* [Given entries]:
'''
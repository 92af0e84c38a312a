// Copyright 2023 The ChromiumOS Authors
// Use of this source code is governed by a BSD-style license that can be
// found in the LICENSE file.

//! Builds the final output packets from what the device returns: skips the
//! device metadata header, prepends the cached parameter-set header where
//! the stream configuration calls for it, splices synthesized and caller
//! supplied SEI at the right spot of the access unit and assigns decode
//! timestamps.

use log::warn;

use crate::bitstream::nal;
use crate::bitstream::sei;
use crate::bitstream::sei::SeiEncoder;
use crate::device::DevicePacket;
use crate::device::SessionConfig;
use crate::format::Format;
use crate::format::PictureType;
use crate::frame::CustomSei;
use crate::frame::SeiPlacement;
use crate::reorder::TimestampReorderer;

/// Packets whose custom SEI has not been matched yet are associated to their
/// SEI set by presentation timestamp modulo this ring size. Two in-flight
/// packets whose timestamps collide modulo the ring evict each other; the
/// stored full timestamp makes that an observable warning instead of a
/// silent mis-attach.
const SEI_RING_SIZE: usize = 32;

struct StashedSeis {
    pts: i64,
    seis: Vec<CustomSei>,
}

/// One assembled compressed access unit, ready for downstream consumption.
#[derive(Debug, Clone, PartialEq, Eq)]
pub struct OutputPacket {
    pub data: Vec<u8>,
    pub pts: i64,
    pub dts: i64,
    pub keyframe: bool,
    pub end_of_stream: bool,
}

pub struct PacketAssembler {
    codec: Format,
    headers_out_of_band: bool,
    reorderer: TimestampReorderer,
    sei_encoder: Option<SeiEncoder>,
    saved_header: Vec<u8>,
    /// Set when `set_stream_header` installed a header that differs from the
    /// previously cached one; cleared once it has been re-prepended.
    header_dirty: bool,
    first_packet_done: bool,
    /// Count of coded (non-skip) packets assembled, i.e. the coding-order
    /// index used for timing SEI.
    coded_frames: u64,
    sei_ring: [Option<StashedSeis>; SEI_RING_SIZE],
}

impl PacketAssembler {
    pub fn new(config: &SessionConfig) -> Self {
        PacketAssembler {
            codec: config.codec,
            headers_out_of_band: config.headers_out_of_band,
            reorderer: TimestampReorderer::new(config.gop.dts_offset(), config.ticks_per_frame),
            sei_encoder: config
                .hrd
                .and_then(|hrd| SeiEncoder::new(config.codec, config.gop, config.intra_period, hrd)),
            saved_header: Vec::new(),
            header_dirty: false,
            first_packet_done: false,
            coded_frames: 0,
            sei_ring: Default::default(),
        }
    }

    /// Record the presentation timestamp of a frame the device accepted.
    pub fn record_submission_pts(&mut self, pts: i64) {
        self.reorderer.record_submission_pts(pts);
    }

    /// Keep `seis` until the packet with presentation timestamp `pts` comes
    /// back from the device.
    pub fn stash_custom_seis(&mut self, pts: i64, seis: Vec<CustomSei>) {
        if seis.is_empty() {
            return;
        }
        let slot = (pts.rem_euclid(SEI_RING_SIZE as i64)) as usize;
        if let Some(stashed) = &self.sei_ring[slot] {
            warn!(
                "custom sei for pts {} evicted by colliding pts {}",
                stashed.pts, pts
            );
        }
        self.sei_ring[slot] = Some(StashedSeis { pts, seis });
    }

    /// Install the out-of-band parameter-set header for the current session
    /// configuration.
    pub fn set_stream_header(&mut self, header: Vec<u8>) {
        if header != self.saved_header {
            self.header_dirty = true;
            self.saved_header = header;
        }
    }

    /// Restart assembly for a new coded video sequence, keeping the cached
    /// header until the reopened session replaces it.
    pub fn reset_for_sequence_change(&mut self) {
        self.reorderer.reset();
        if let Some(encoder) = &mut self.sei_encoder {
            encoder.reset();
        }
        self.coded_frames = 0;
        self.first_packet_done = false;
    }

    fn take_stashed_seis(&mut self, pts: i64) -> Vec<CustomSei> {
        let slot = (pts.rem_euclid(SEI_RING_SIZE as i64)) as usize;
        match self.sei_ring[slot].take() {
            Some(stashed) if stashed.pts == pts => stashed.seis,
            Some(stashed) => {
                warn!(
                    "stashed custom sei pts {} does not match packet pts {}, dropping",
                    stashed.pts, pts
                );
                Vec::new()
            }
            None => Vec::new(),
        }
    }

    fn render_custom_seis(&self, seis: &[CustomSei], placement: SeiPlacement) -> Vec<u8> {
        let mut out = Vec::new();
        for custom in seis.iter().filter(|s| s.placement == placement) {
            match sei::encode_custom_sei_nal(self.codec, custom) {
                Ok(nal) => out.extend_from_slice(&nal),
                Err(e) => warn!("dropping custom sei: {}", e),
            }
        }
        out
    }

    /// Turn one device packet into an output packet. Returns `None` for
    /// not-coded (skip) pictures, which consume their timestamp but emit
    /// nothing.
    pub fn assemble(&mut self, packet: &DevicePacket) -> Option<OutputPacket> {
        if packet.picture_type == PictureType::NotCoded {
            // Keep DTS assignment aligned for the frames that follow.
            self.reorderer.next_output_dts(packet.pts);
            return None;
        }

        let payload = packet.payload();
        let dts = self.reorderer.next_output_dts(packet.pts);
        let keyframe = packet.picture_type.is_keyframe();

        let summary = nal::scan_access_unit(self.codec, payload);
        // An in-band header run is the most recent cache source.
        if let Some(range) = &summary.header_range {
            let header = &payload[range.clone()];
            if header != self.saved_header.as_slice() {
                self.saved_header = header.to_vec();
                self.header_dirty = false;
            }
        }

        let prepend_header = if !self.saved_header.is_empty() && summary.header_range.is_none() {
            if !self.first_packet_done {
                self.headers_out_of_band
            } else {
                // Re-prepend on later keyframes only if the header changed
                // since it was last emitted.
                keyframe && self.header_dirty
            }
        } else {
            false
        };

        let seis = self.take_stashed_seis(packet.pts);
        let insertion = summary.first_vcl.unwrap_or(payload.len());

        let mut data = Vec::with_capacity(payload.len() + 256);
        if prepend_header {
            data.extend_from_slice(&self.saved_header);
            self.header_dirty = false;
        }
        data.extend_from_slice(&payload[..insertion]);
        if let Some(encoder) = &mut self.sei_encoder {
            if keyframe {
                data.extend_from_slice(&encoder.buffering_period(self.coded_frames));
            }
            data.extend_from_slice(&encoder.pic_timing(self.coded_frames, packet.picture_type));
        }
        data.extend_from_slice(&self.render_custom_seis(&seis, SeiPlacement::BeforeVcl));
        data.extend_from_slice(&payload[insertion..]);
        data.extend_from_slice(&self.render_custom_seis(&seis, SeiPlacement::AfterVcl));

        self.first_packet_done = true;
        self.coded_frames += 1;

        Some(OutputPacket {
            data,
            pts: packet.pts,
            dts,
            keyframe,
            end_of_stream: packet.end_of_stream,
        })
    }
}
'''
* [Required action]: Top to bottom, transcribe every line above exactly.

* [Output for this task]:
repository 92af0e84c38a312a
// Copyright 2023 The ChromiumOS Authors
// Use of this source code is governed by a BSD-style license that can be
// found in the LICENSE file.

//! Builds the final output packets from what the device returns: skips the
//! device metadata header, prepends the cached parameter-set header where
//! the stream configuration calls for it, splices synthesized and caller
//! supplied SEI at the right spot of the access unit and assigns decode
//! timestamps.

use log::warn;

use crate::bitstream::nal;
use crate::bitstream::sei;
use crate::bitstream::sei::SeiEncoder;
use crate::device::DevicePacket;
use crate::device::SessionConfig;
use crate::format::Format;
use crate::format::PictureType;
use crate::frame::CustomSei;
use crate::frame::SeiPlacement;
use crate::reorder::TimestampReorderer;

/// Packets whose custom SEI has not been matched yet are associated to their
/// SEI set by presentation timestamp modulo this ring size. Two in-flight
/// packets whose timestamps collide modulo the ring evict each other; the
/// stored full timestamp makes that an observable warning instead of a
/// silent mis-attach.
const SEI_RING_SIZE: usize = 32;

struct StashedSeis {
    pts: i64,
    seis: Vec<CustomSei>,
}

/// One assembled compressed access unit, ready for downstream consumption.
#[derive(Debug, Clone, PartialEq, Eq)]
pub struct OutputPacket {
    pub data: Vec<u8>,
    pub pts: i64,
    pub dts: i64,
    pub keyframe: bool,
    pub end_of_stream: bool,
}

pub struct PacketAssembler {
    codec: Format,
    headers_out_of_band: bool,
    reorderer: TimestampReorderer,
    sei_encoder: Option<SeiEncoder>,
    saved_header: Vec<u8>,
    /// Set when `set_stream_header` installed a header that differs from the
    /// previously cached one; cleared once it has been re-prepended.
    header_dirty: bool,
    first_packet_done: bool,
    /// Count of coded (non-skip) packets assembled, i.e. the coding-order
    /// index used for timing SEI.
    coded_frames: u64,
    sei_ring: [Option<StashedSeis>; SEI_RING_SIZE],
}

impl PacketAssembler {
    pub fn new(config: &SessionConfig) -> Self {
        PacketAssembler {
            codec: config.codec,
            headers_out_of_band: config.headers_out_of_band,
            reorderer: TimestampReorderer::new(config.gop.dts_offset(), config.ticks_per_frame),
            sei_encoder: config
                .hrd
                .and_then(|hrd| SeiEncoder::new(config.codec, config.gop, config.intra_period, hrd)),
            saved_header: Vec::new(),
            header_dirty: false,
            first_packet_done: false,
            coded_frames: 0,
            sei_ring: Default::default(),
        }
    }

    /// Record the presentation timestamp of a frame the device accepted.
    pub fn record_submission_pts(&mut self, pts: i64) {
        self.reorderer.record_submission_pts(pts);
    }

    /// Keep `seis` until the packet with presentation timestamp `pts` comes
    /// back from the device.
    pub fn stash_custom_seis(&mut self, pts: i64, seis: Vec<CustomSei>) {
        if seis.is_empty() {
            return;
        }
        let slot = (pts.rem_euclid(SEI_RING_SIZE as i64)) as usize;
        if let Some(stashed) = &self.sei_ring[slot] {
            warn!(
                "custom sei for pts {} evicted by colliding pts {}",
                stashed.pts, pts
            );
        }
        self.sei_ring[slot] = Some(StashedSeis { pts, seis });
    }

    /// Install the out-of-band parameter-set header for the current session
    /// configuration.
    pub fn set_stream_header(&mut self, header: Vec<u8>) {
        if header != self.saved_header {
            self.header_dirty = true;
            self.saved_header = header;
        }
    }

    /// Restart assembly for a new coded video sequence, keeping the cached
    /// header until the reopened session replaces it.
    pub fn reset_for_sequence_change(&mut self) {
        self.reorderer.reset();
        if let Some(encoder) = &mut self.sei_encoder {
            encoder.reset();
        }
        self.coded_frames = 0;
        self.first_packet_done = false;
    }

    fn take_stashed_seis(&mut self, pts: i64) -> Vec<CustomSei> {
        let slot = (pts.rem_euclid(SEI_RING_SIZE as i64)) as usize;
        match self.sei_ring[slot].take() {
            Some(stashed) if stashed.pts == pts => stashed.seis,
            Some(stashed) => {
                warn!(
                    "stashed custom sei pts {} does not match packet pts {}, dropping",
                    stashed.pts, pts
                );
                Vec::new()
            }
            None => Vec::new(),
        }
    }

    fn render_custom_seis(&self, seis: &[CustomSei], placement: SeiPlacement) -> Vec<u8> {
        let mut out = Vec::new();
        for custom in seis.iter().filter(|s| s.placement == placement) {
            match sei::encode_custom_sei_nal(self.codec, custom) {
                Ok(nal) => out.extend_from_slice(&nal),
                Err(e) => warn!("dropping custom sei: {}", e),
            }
        }
        out
    }

    /// Turn one device packet into an output packet. Returns `None` for
    /// not-coded (skip) pictures, which consume their timestamp but emit
    /// nothing.
    pub fn assemble(&mut self, packet: &DevicePacket) -> Option<OutputPacket> {
        if packet.picture_type == PictureType::NotCoded {
            // Keep DTS assignment aligned for the frames that follow.
            self.reorderer.next_output_dts(packet.pts);
            return None;
        }

        let payload = packet.payload();
        let dts = self.reorderer.next_output_dts(packet.pts);
        let keyframe = packet.picture_type.is_keyframe();

        let summary = nal::scan_access_unit(self.codec, payload);
        // An in-band header run is the most recent cache source.
        if let Some(range) = &summary.header_range {
            let header = &payload[range.clone()];
            if header != self.saved_header.as_slice() {
                self.saved_header = header.to_vec();
                self.header_dirty = false;
            }
        }

        let prepend_header = if !self.saved_header.is_empty() && summary.header_range.is_none() {
            if !self.first_packet_done {
                self.headers_out_of_band
            } else {
                // Re-prepend on later keyframes only if the header changed
                // since it was last emitted.
                keyframe && self.header_dirty
            }
        } else {
            false
        };

        let seis = self.take_stashed_seis(packet.pts);
        let insertion = summary.first_vcl.unwrap_or(payload.len());

        let mut data = Vec::with_capacity(payload.len() + 256);
        if prepend_header {
            data.extend_from_slice(&self.saved_header);
            self.header_dirty = false;
        }
        data.extend_from_slice(&payload[..insertion]);
        if let Some(encoder) = &mut self.sei_encoder {
            if keyframe {
                data.extend_from_slice(&encoder.buffering_period(self.coded_frames));
            }
            data.extend_from_slice(&encoder.pic_timing(self.coded_frames, packet.picture_type));
        }
        data.extend_from_slice(&self.render_custom_seis(&seis, SeiPlacement::BeforeVcl));
        data.extend_from_slice(&payload[insertion..]);
        data.extend_from_slice(&self.render_custom_seis(&seis, SeiPlacement::AfterVcl));

        self.first_packet_done = true;
        self.coded_frames += 1;

        Some(OutputPacket {
            data,
            pts: packet.pts,
            dts,
            keyframe,
            end_of_stream: packet.end_of_stream,
        })
    }
}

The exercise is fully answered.